March 26, 2014
Riak’s overarching design goal is simple: be maximally available. If your data center is on fire, Riak will be the last part of your stack to fail (and hopefully, you’ve purchased an enterprise license, so there’s another cluster in another data center ready to go at all times).
In order to make sure your data can survive server failures, Riak retains multiple copies (replicas) and allows lock-free, uncoordinated updates.
This then open ups the possibility that data will be out of sync across a cluster. Riak manages this issue in three distinct stages: entropy detection, correction, and conflict resolution.
Among the oldest and simplest tools in Riak is Read Repair, which, as its name implies, is triggered when a read request is received. If the server coordinating the operation notices that the servers responsible for the key do not agree on its value, correction is required.
A more recent feature in Riak is Active Anti-Entropy (often shortened to AAE). Effectively, this is the proactive version of read repair and runs in the background. Riak maintains hash trees to monitor for inconsistent data between servers; when divergent values are detected, correction is mandated.

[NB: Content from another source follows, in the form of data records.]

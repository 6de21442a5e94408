mod common;

use common::{app_with, create_request, ipn_request, lookup_request, send, ADMIN_KEY, IPN_URL};
use coinpay_gateway::gateways::mock::MockGateway;
use coinpay_gateway::repo::payment_store::PaymentStore;
use rust_decimal_macros::dec;

const FORM: &str = "application/x-www-form-urlencoded";

#[tokio::test]
async fn checkout_then_confirmed_notification() {
    let app = app_with(MockGateway::new("ALWAYS_SUCCESS").with_fixed_txn_id("T1"));

    let (status, body) = send(
        &app.router,
        create_request(r#"{"amount":"10.50","currency":"USDT","itemName":"Sub","email":"a@b.com"}"#),
    )
    .await;
    assert_eq!(status, 200);
    let payload: serde_json::Value = serde_json::from_str(&body).unwrap();
    assert_eq!(payload["result"]["txn_id"], "T1");
    assert!(payload["result"]["checkout_url"].is_string());
    assert_eq!(app.gateway.last_request().unwrap().ipn_url, IPN_URL);

    let before = app.store.find_by_txn_id("T1").await.unwrap().unwrap();
    assert_eq!(before.status, "pending");
    assert_eq!(before.amount, dec!(10.50));

    let ipn = b"ipn_version=1.0&ipn_type=api&merchant=merchant-1&txn_id=T1&status=complete";
    let sig = app.verifier.sign(ipn);
    let (status, body) = send(&app.router, ipn_request(ipn, FORM, Some(sig.as_str()))).await;
    assert_eq!(status, 200);
    assert_eq!(body, "OK");

    let after = app.store.find_by_txn_id("T1").await.unwrap().unwrap();
    assert_eq!(after.status, "complete");
    assert_eq!(after.id, before.id);
    assert_eq!(after.amount, before.amount);
    assert_eq!(after.currency, before.currency);
    assert_eq!(after.email, before.email);
    assert_eq!(after.created_at, before.created_at);
}

#[tokio::test]
async fn forged_notification_is_rejected() {
    let app = app_with(MockGateway::new("ALWAYS_SUCCESS").with_fixed_txn_id("T1"));
    send(&app.router, create_request(r#"{"amount":"5","email":"a@b.com"}"#)).await;

    let ipn = b"txn_id=T1&status=complete";
    let forged = coinpay_gateway::service::ipn_verifier::IpnVerifier::new("guess").sign(ipn);

    let (status, body) = send(&app.router, ipn_request(ipn, FORM, Some(forged.as_str()))).await;
    assert_eq!(status, 403);
    assert_eq!(body, "Invalid IPN");

    let (status, _) = send(&app.router, ipn_request(ipn, FORM, None)).await;
    assert_eq!(status, 403);

    let signed_other = app.verifier.sign(b"txn_id=T1&status=pending");
    let (status, _) = send(&app.router, ipn_request(ipn, FORM, Some(signed_other.as_str()))).await;
    assert_eq!(status, 403);

    assert_eq!(app.store.find_by_txn_id("T1").await.unwrap().unwrap().status, "pending");
}

#[tokio::test]
async fn signature_covers_raw_json_bytes() {
    let app = app_with(MockGateway::new("ALWAYS_SUCCESS").with_fixed_txn_id("T7"));
    send(&app.router, create_request(r#"{"amount":"1.25","email":"a@b.com"}"#)).await;

    // Spacing and key order a JSON round trip would not reproduce.
    let ipn = b"{ \"status\" : \"complete\",\n  \"transactionId\":\"T7\" }";
    let sig = app.verifier.sign(ipn).to_uppercase();
    let (status, _) = send(&app.router, ipn_request(ipn, "application/json", Some(sig.as_str()))).await;
    assert_eq!(status, 200);
    assert_eq!(app.store.find_by_txn_id("T7").await.unwrap().unwrap().status, "complete");
}

#[tokio::test]
async fn notification_for_unknown_transaction_is_acknowledged() {
    let app = app_with(MockGateway::new("ALWAYS_SUCCESS").with_fixed_txn_id("T1"));
    send(&app.router, create_request(r#"{"amount":"5","email":"a@b.com"}"#)).await;

    let ipn = b"txn_id=NEVER_SEEN&status=complete";
    let sig = app.verifier.sign(ipn);
    let (status, body) = send(&app.router, ipn_request(ipn, FORM, Some(sig.as_str()))).await;
    assert_eq!(status, 200);
    assert_eq!(body, "OK");
    assert_eq!(app.store.len().await, 1);
    assert_eq!(app.store.find_by_txn_id("T1").await.unwrap().unwrap().status, "pending");
}

#[tokio::test]
async fn verified_but_unreadable_notification_is_bad_request() {
    let app = app_with(MockGateway::new("ALWAYS_SUCCESS"));
    let ipn = b"status=complete";
    let sig = app.verifier.sign(ipn);
    let (status, _) = send(&app.router, ipn_request(ipn, FORM, Some(sig.as_str()))).await;
    assert_eq!(status, 400);
}

#[tokio::test]
async fn invalid_create_request_never_reaches_processor() {
    let app = app_with(MockGateway::new("ALWAYS_SUCCESS"));

    for body in [
        r#"{"amount":"10"}"#,
        r#"{"email":"a@b.com"}"#,
        r#"{"amount":"ten","email":"a@b.com"}"#,
        r#"{"amount":"-1","email":"a@b.com"}"#,
        r#"not json"#,
    ] {
        let (status, resp) = send(&app.router, create_request(body)).await;
        assert_eq!(status, 400, "body {body} gave {resp}");
        let v: serde_json::Value = serde_json::from_str(&resp).unwrap();
        assert_eq!(v["error"]["code"], "INVALID_REQUEST");
    }

    assert_eq!(app.gateway.calls(), 0);
    assert!(app.store.is_empty().await);
}

#[tokio::test]
async fn processor_failure_is_generic_server_error() {
    let app = app_with(MockGateway::new("ALWAYS_FAILURE"));

    let (status, body) = send(&app.router, create_request(r#"{"amount":"10","email":"a@b.com"}"#)).await;
    assert_eq!(status, 500);
    let v: serde_json::Value = serde_json::from_str(&body).unwrap();
    assert_eq!(v["error"]["message"], "Failed to create transaction");
    assert!(!body.contains("mock decline"));
    assert!(app.store.is_empty().await);
}

#[tokio::test]
async fn duplicate_processor_id_is_generic_server_error() {
    let app = app_with(MockGateway::new("ALWAYS_SUCCESS").with_fixed_txn_id("SAME"));

    let (first, _) = send(&app.router, create_request(r#"{"amount":"10","email":"a@b.com"}"#)).await;
    let (second, body) = send(&app.router, create_request(r#"{"amount":"11","email":"c@d.com"}"#)).await;
    assert_eq!(first, 200);
    assert_eq!(second, 500);
    assert!(body.contains("Failed to create transaction"));
    assert_eq!(app.store.len().await, 1);
    assert_eq!(app.store.find_by_txn_id("SAME").await.unwrap().unwrap().amount, dec!(10));
}

#[tokio::test]
async fn internal_lookup_requires_key() {
    let app = app_with(MockGateway::new("ALWAYS_SUCCESS").with_fixed_txn_id("T1"));
    send(&app.router, create_request(r#"{"amount":"10.50","email":"a@b.com"}"#)).await;

    let (status, body) = send(&app.router, lookup_request("T1", None)).await;
    assert_eq!(status, 401);
    let v: serde_json::Value = serde_json::from_str(&body).unwrap();
    assert_eq!(v["error"]["code"], "UNAUTHORIZED");
    assert!(!body.contains(ADMIN_KEY));
    let (status, _) = send(&app.router, lookup_request("T1", Some("wrong"))).await;
    assert_eq!(status, 401);

    let (status, body) = send(&app.router, lookup_request("T1", Some(ADMIN_KEY))).await;
    assert_eq!(status, 200);
    let v: serde_json::Value = serde_json::from_str(&body).unwrap();
    assert_eq!(v["txn_id"], "T1");
    assert_eq!(v["status"], "pending");
    assert_eq!(v["email"], "a@b.com");

    let (status, _) = send(&app.router, lookup_request("missing", Some(ADMIN_KEY))).await;
    assert_eq!(status, 404);
}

As discussed in the blog post, Clocks Are Bad, Or, Welcome to the Wonderful World of Distributed Systems, automatically determining the “correct” value in the event of a conflict is not simple, and often not possible at the database layer.
Using contextual metadata called vector clocks, Riak will attempt to determine whether one of the discovered values is derived from the other. In that case, it can safely choose the most recent value. This value is written to all servers that have a copy of the data and conflict resolution is not required.
If Riak can’t verify such a causal relationship, things get more difficult.
Riak’s default behavior, is to fall back to server clocks to determine a winner. This can lead to unexpected results if concurrent updates are received but, on the positive side, conflict resolution will not be required.
If Riak is instead configured with
allow_mult=true to protect data integrity, even when independent writes are received, Riak will write both values to the servers as siblings for later conflict resolution.
Conflict resolution means that Riak detects a conflict, can’t resolve it intelligently, and isn’t instructed to resolve it otherwise.
Next time the application attempts to read such a value, instead of receiving one answer, it’s going to receive (at least) two. It is now the application’s responsibility to deal with the conflict and provide a new value back to Riak for future reads.
This can be trivial (pick one value), obvious (merge all values), or tricky (apply business logic and come back with something different).
With Riak 2.0, Basho is introducing Riak Data Types, which are designed to handle conflict resolution automatically. If your data can be formulated as a set or a map (not terribly dissimilar from JSON), Riak can process and resolve the siblings for you when a read request is received.
Many databases, particularly distributed ones, are effectively non-deterministic in the presence of concurrent writes. If they try to enforce consistency on writes, they sacrifice availability and often data integrity. If they don’t enforce consistency, they may rely on server (or worse, client) clocks to pick a winner, if they even have a strategy at all.
Riak is unique in encouraging developers to think about conflict resolution. Why? Because, for large distributed systems, network and server failures are a fact of life. For very large distributed systems, data duplication and inconsistency is unavoidable. Since Riak is designed for scale, it’s better to provide a structure for proper resolution than to pretend conflicts don’t exist.